Along the way we reviewed things we’ve learned together and shared jokes.
“Why should you invite a mushroom to a party?”
“Because he’s a fun-guy”
The one about a mushroom going into a bar and being related to the yeast (in the beer) was a bit of a flop, but had potential.
We talked about history and geology and chipmunks and Chronicles of Narnia vs. The Hobbit.
We joked about me taking too many pictures of leaves.
These are the moments my mother heart will cherish forever. Moments made possible by the courage to follow a different path. I’m so glad we are able to share this journey together!
After all the longing, it seems like Spring has finally arrived, mostly, except the day it snowed this week. I didn’t take pictures of the daffodils drooping their poor heads down, covered with snow. I tried to ignore it. I knew spring would be back and we would be outside again.
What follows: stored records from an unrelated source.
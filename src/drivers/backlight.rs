// TWatch - TFT Backlight
//
// LEDC PWM on the backlight pin; brightness 0..=255 maps linearly onto duty.

use esp_idf_hal::gpio::OutputPin;
use esp_idf_hal::ledc::config::TimerConfig;
use esp_idf_hal::ledc::{LedcChannel, LedcDriver, LedcTimer, LedcTimerDriver};
use esp_idf_hal::peripheral::Peripheral;
use esp_idf_hal::prelude::*;

use crate::config::*;

use super::Backlight;

pub struct PwmBacklight<T: LedcTimer + 'static> {
    // Dropping the timer driver stops the PWM.
    _timer: LedcTimerDriver<'static, T>,
    driver: LedcDriver<'static>,
    level: u8,
}

impl<T: LedcTimer + 'static> PwmBacklight<T> {
    pub fn new<C>(
        channel: impl Peripheral<P = C> + 'static,
        timer: impl Peripheral<P = T> + 'static,
        pin: impl Peripheral<P = impl OutputPin> + 'static,
    ) -> anyhow::Result<Self>
    where
        C: LedcChannel<SpeedMode = <T as LedcTimer>::SpeedMode>,
    {
        let timer = LedcTimerDriver::new(
            timer,
            &TimerConfig::new().frequency(BACKLIGHT_PWM_HZ.Hz().into()),
        )?;
        let driver = LedcDriver::new(channel, &timer, pin)?;

        let mut backlight = Self { _timer: timer, driver, level: 0 };
        backlight.set_brightness(DISPLAY_DEFAULT_BRIGHTNESS);
        Ok(backlight)
    }
}

impl<T: LedcTimer + 'static> Backlight for PwmBacklight<T> {
    fn brightness(&self) -> u8 {
        self.level
    }

    fn set_brightness(&mut self, level: u8) {
        let max = self.driver.get_max_duty();
        let duty = max * u32::from(level) / u32::from(DISPLAY_MAX_BRIGHTNESS);
        match self.driver.set_duty(duty) {
            Ok(()) => self.level = level,
            Err(e) => log::error!("backlight duty {} failed: {}", duty, e),
        }
    }
}
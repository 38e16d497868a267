// TWatch - Motion & power core
//
// Accelerometer interrupt handling, step counting, feature configuration and
// the listener tables the rest of the firmware hangs off.

pub mod callback;
pub mod config;
pub mod drivers;
pub mod events;
pub mod irq;
pub mod listeners;
pub mod motion;
pub mod powermgm;
pub mod tasks;

#[cfg(target_os = "espidf")]
pub mod firmware;

/// Milliseconds since boot (wraps at ~49 days, fine for timeouts).
#[cfg(target_os = "espidf")]
pub fn now_ms() -> u32 {
    unsafe { (esp_idf_sys::esp_timer_get_time() / 1000) as u32 }
}

// TWatch - Hardware & System Configuration
// Target: LilyGO T-Watch 2020 (ESP32, BMA423 accelerometer)

// ---------------------------------------------------------------------------
// GPIO Pin Definitions (T-Watch 2020 pinout)
// ---------------------------------------------------------------------------
pub const PIN_BMA_INT1: i32 = 39;   // BMA423 INT1 (input only, rising edge)
pub const PIN_HAPTIC: i32 = 4;      // Vibration motor
pub const PIN_BACKLIGHT: i32 = 12;  // TFT backlight (LEDC PWM)
pub const PIN_I2C_SDA: i32 = 21;    // Sensor I2C data line
pub const PIN_I2C_SCL: i32 = 22;    // Sensor I2C clock line

// ---------------------------------------------------------------------------
// I2C Bus
// ---------------------------------------------------------------------------
pub const I2C_ADDR_BMA423: u8 = 0x19;
pub const I2C_TIMEOUT_TICKS: u32 = 1000; // FreeRTOS ticks

// ---------------------------------------------------------------------------
// Storage (SPIFFS mounted through the ESP-IDF VFS)
// ---------------------------------------------------------------------------
pub const SPIFFS_BASE_PATH: &str = "/spiffs";
pub const SPIFFS_BASE_PATH_C: &core::ffi::CStr = c"/spiffs"; // for esp_vfs_spiffs_register
pub const SPIFFS_MAX_FILES: usize = 5;
pub const BMA_JSON_CONFIG_FILE: &str = "bma.json";
pub const BMA_LEGACY_CONFIG_FILE: &str = "bma.cfg";
pub const BMA423_FEATURE_IMAGE_FILE: &str = "bma423.fw"; // Bosch config blob

// ---------------------------------------------------------------------------
// Task Stack Sizes (bytes)
// ---------------------------------------------------------------------------
pub const STACK_MOTION: usize = 8192;

// ---------------------------------------------------------------------------
// Timing (milliseconds)
// ---------------------------------------------------------------------------
pub const MOTION_POLL_INTERVAL_MS: u64 = 20;
pub const INACTIVITY_TIMEOUT_MS: u32 = 30_000;   // no motion for 30 s -> standby
pub const HAPTIC_PULSE_MS: u64 = 50;
pub const BACKLIGHT_PWM_HZ: u32 = 12_000;

// ---------------------------------------------------------------------------
// Motion driver
// ---------------------------------------------------------------------------
/// How many times the interrupt status register is re-read before a poll gives
/// up and leaves the interrupt pending for the next one.
pub const BMA_INT_READ_RETRIES: u32 = 10;
/// Marker stored next to the retained step counters; anything else means the
/// retained RAM did not survive (cold boot).
pub const STEPCOUNTER_VALID_MARKER: u32 = 0xa5a5_a5a5;
/// Step payload is a short decimal string (15 characters + terminator).
pub const STEP_PAYLOAD_MAX_LEN: usize = 15;

// ---------------------------------------------------------------------------
// Display
// ---------------------------------------------------------------------------
pub const DISPLAY_MAX_BRIGHTNESS: u8 = 255;
pub const DISPLAY_MIN_BRIGHTNESS: u8 = 8;
pub const DISPLAY_DEFAULT_BRIGHTNESS: u8 = 128;

#[cfg(test)]
mod tests {
    use super::*;

    #[test]
    fn spiffs_paths_agree() {
        assert_eq!(SPIFFS_BASE_PATH_C.to_str(), Ok(SPIFFS_BASE_PATH));
    }
}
It was a pretty productive week on a lot of levels. I did a ton of planning for summer weekend trips, some birthday party planning, and made summer camp reservations.
We had a really nice hike on Friday. The boys were feeling quite photogenic, so I got some great shots for the grandparent’s calendar.
Even though we’ve hiked this same trail multiple times before, the boys had new questions about the rocks and their formation. I think it will make a great jumping off point for a geology unit. We’ve studied volcanos and igneous rocks quite a bit, but we haven’t done much with sedimentary rocks.
During the last 3 years, I found the learning that really sticks usually starts with a question asked by the boys themselves. This is the great opportunity of homeschool – the freedom to wait for interests to develop. The opportunity to ask your own questions about the world and seek the answers is a wonderful thing. In fact it is exactly the thing the great scientists and inventors have always done.